#### [EXERCISE DATA]
>>>>

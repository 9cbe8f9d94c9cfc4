// Runs against a real engine only when STOCKFISH_PATH points at one.
use std::path::PathBuf;

use chess_harness::uci::StockfishOracle;
use chess_harness::{Decision, EngineSettings, Fen, MoveResolver};

fn engine() -> Option<MoveResolver<StockfishOracle>> {
    let path = match std::env::var("STOCKFISH_PATH") {
        Ok(p) => PathBuf::from(p),
        Err(_) => {
            eprintln!("[skip] STOCKFISH_PATH not set");
            return None;
        }
    };
    let settings = EngineSettings { depth: 6, ..EngineSettings::default() };
    Some(MoveResolver::new(StockfishOracle::spawn(&path, settings).expect("spawn engine")))
}

#[test]
fn stockfish_scenarios() {
    let Some(mut r) = engine() else { return };

    let res = r.apply(&Fen::startpos(), "e2e4").expect("resolve");
    assert_eq!(res.decision, Decision::Continue);
    assert!(res.position.unwrap().as_str().contains(" b "));

    let res = r.apply(&Fen::startpos(), "e2e5").expect("resolve");
    assert_eq!(res.decision, Decision::Illegal);

    let fools = "rnbqkbnr/pppp1ppp/8/4p3/6P1/5P2/PPPPP2P/RNBQKBNR b KQkq - 0 2".parse().unwrap();
    assert_eq!(r.apply(&fools, "d8h4").expect("resolve").decision, Decision::BlackWins);

    let stale = "k7/8/1K6/8/8/8/8/2Q5 w - - 0 1".parse().unwrap();
    assert_eq!(r.apply(&stale, "c1c7").expect("resolve").decision, Decision::Stalemate);
}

<<<<

#### [TASK BRIEF]
From the data above, gather every line that includes the word "Some".

#### [TASK RESPONSE]
    Some(MoveResolver::new(StockfishOracle::spawn(&path, settings).expect("spawn engine")))
    let Some(mut r) = engine() else { return };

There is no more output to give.